Mau melihat dan belajar tentang keberagaman budaya? Datang saja ke Kampung Nusantara. Mau melihat dan belajar miniatur ber-Bhinneka Tunggal Ika? Datang-lah ke Kampung Nusantara. Atau, mau belajar soal toleransi? Datang-lah ke Kampung Nusantara.
Kampung Nusantara berada di Dusun Cikubang Desa Cipta Karya Kecamatan Parigi Kabupaten Pangandaran Jawa Barat. Kampung Nusantara ini tidak berbeda seperti laiknya perkampungan lainnya dengan mayoritas warganya bekerja sebagai petani. Ada kurang lebih 35 kepala keluarga yang mendiami Kampung Nusantara ini. Â
Keberadaan Kampung Nusantara menjadi istimewa karena terjadi interaksi multikultur dengan keberagaman budaya yang ada. Interaksi yang terjalin antara warga asli setempat dengan para pendatang.
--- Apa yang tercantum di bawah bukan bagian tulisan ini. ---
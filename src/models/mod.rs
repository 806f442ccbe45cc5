// Data models for the backend wire format

pub mod envelope;

pub use envelope::{ErrorEnvelope, ResponseEnvelope};
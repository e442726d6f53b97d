//! Pack labeled CSV datasets into the fixed-record binary layout read by the
//! trainer, and decode such files back for verification.
//!
//! The layout is a 4-byte big-endian record count followed by one fixed-size
//! record per row: a label byte, then one byte per feature. The feature width
//! is not stored in the file; readers supply it out of band. See
//! `docs/binary-format.md` for the byte-level contract.

pub mod codec;
pub mod decode;
pub mod encode;
pub mod error;
pub mod loader;
pub mod schema;
pub mod writer;

pub use decode::decode_file;
pub use encode::{EncodeOptions, EncodeSummary, encode_dataset};
pub use error::DatasetError;
pub use loader::load_csv_dataset;
pub use schema::{Dataset, NarrowingPolicy, Record};
pub use writer::write_dataset_file;
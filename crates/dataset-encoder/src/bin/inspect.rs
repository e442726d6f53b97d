use std::path::PathBuf;

use anyhow::{Context, Result};
use clap::Parser;
use dataset_encoder::codec::encoded_len;
use dataset_encoder::decode_file;
use env_logger::Env;

/// Quick check over an encoded dataset: decode it, print what it holds.
#[derive(Debug, Parser)]
#[command(
    author,
    version,
    about = "Inspect an encoded dataset file and print a summary"
)]
struct Cli {
    /// Encoded binary dataset file
    #[arg(long, value_name = "FILE")]
    input: PathBuf,

    /// Feature count the file was encoded with (not stored in the file)
    #[arg(long, value_name = "N")]
    features: usize,

    /// Number of leading records to print
    #[arg(long, value_name = "N", default_value_t = 5)]
    rows: usize,
}

fn main() -> Result<()> {
    let cli = Cli::parse();
    env_logger::Builder::from_env(Env::default().default_filter_or("info")).init();

    let dataset = decode_file(&cli.input, cli.features)
        .with_context(|| format!("failed to decode {}", cli.input.display()))?;

    println!(
        "{}: {} records, {} features each, {} bytes",
        cli.input.display(),
        dataset.len(),
        dataset.feature_count(),
        encoded_len(dataset.len(), dataset.feature_count())
    );

    let mut histogram = [0usize; 256];
    for record in dataset.records() {
        histogram[record.label as usize] += 1;
    }
    println!("Labels:");
    for (label, count) in histogram.iter().enumerate() {
        if *count > 0 {
            println!("  {label:>3}: {count}");
        }
    }

    for (idx, record) in dataset.records().iter().take(cli.rows).enumerate() {
        let head: Vec<u8> = record.features.iter().copied().take(8).collect();
        let rest = record.features.len() - head.len();
        if rest > 0 {
            println!(
                "record {idx}: label={} features={head:?} (+{rest} more)",
                record.label
            );
        } else {
            println!("record {idx}: label={} features={head:?}", record.label);
        }
    }

    Ok(())
}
Para pendatang ini adalah murid-murid Kelas Multikultur di SMK Bakti Karya yang berlokasi di kawasan tersebut. Â Memang, Kelas Multikultur SMK Bakti Karya menjadi cikal bakal berdirinya Kampung Nusantara.
Adalah Ai Nurhidayat inisiator Kampung Nusantara yang sekaligus  Ketua Yayasan Dana Bakti Karya (YDBK), Ai Nurhidayat, selaku pengelola SMK Bakti Karya. Kelas Multikultur sendiri mulai direalisasikan di sekolah kejuruan tersebut sekitar tahun 2015 lalu. Salah satu tujuannya adalah memberikan akses pendidikan merata hingga ke seluruh wilayah Indonesia.
Seluruh peserta didik di Kelas Multikultur ini memperoleh beasiswa penuh hingga tamat pendidikannya. Mereka tak perlu merogoh kocek untuk kebutuhan biaya transportasi dari daerah asal, biaya pendidikan hingga biaya hidup selama pendidikan. Semuanya ditanggung sepenuhnya oleh YDBK.
Ternyata animo peminat Kelas Multikultur ini sangat luar biasa. Dari tahun 2015 hingga 2019, rata-rata setiap tahun Kelas Multikultur ini memiliki 41 murid yang berasal dari 28 suku dari 18 propinsi hingga 21 provinsi. Pendek kata murid Kelas Nusantara ini berasal dari Sabang sampai Merauke.
"Untuk tahun 2020 ini, karena pandemi Covid-19, murid-muridnya berasal dari berbagai suku di 9 provinsi saja seperti Papua, Papua Barat, NTT, dan Jawa Barat. Hampir sepertiganya yang diterima tidak jadi bergabung karena pandemi Covid-19," tutur Ai Nurhidayat saat berbincang-bincang dengan penulis.
Menariknya, semua murid di Kelas Multikultur tidak hanya memperoleh materi pendidikan multimedia di dalam kelas saja. Berbagai kegiatan  di luar kelas harus diikuti  yang membuat mereka akhirnya bisa berinteraksi langsung dengan warga di sekitar sekolah dan asrama.
Misalnya, bersama-sama warga ikut berkebun. Kemudian, dilibatkan dalam berbagai kegiatan yang dilakukan oleh warga seperti bergotong royong mempersiapkan HUT Kemerdekaan RI.
Kehadiran anak-anak dari beragam latar belakang suku dan budaya itu ternyata memberikan nilai-nilai berharga bagi warga setempat. Interaksi yang terbangun menjadikan warga bisa tahu dan belajar tentang keanekaragaman budaya yang ada di Indonesia secara efektif dan efisien.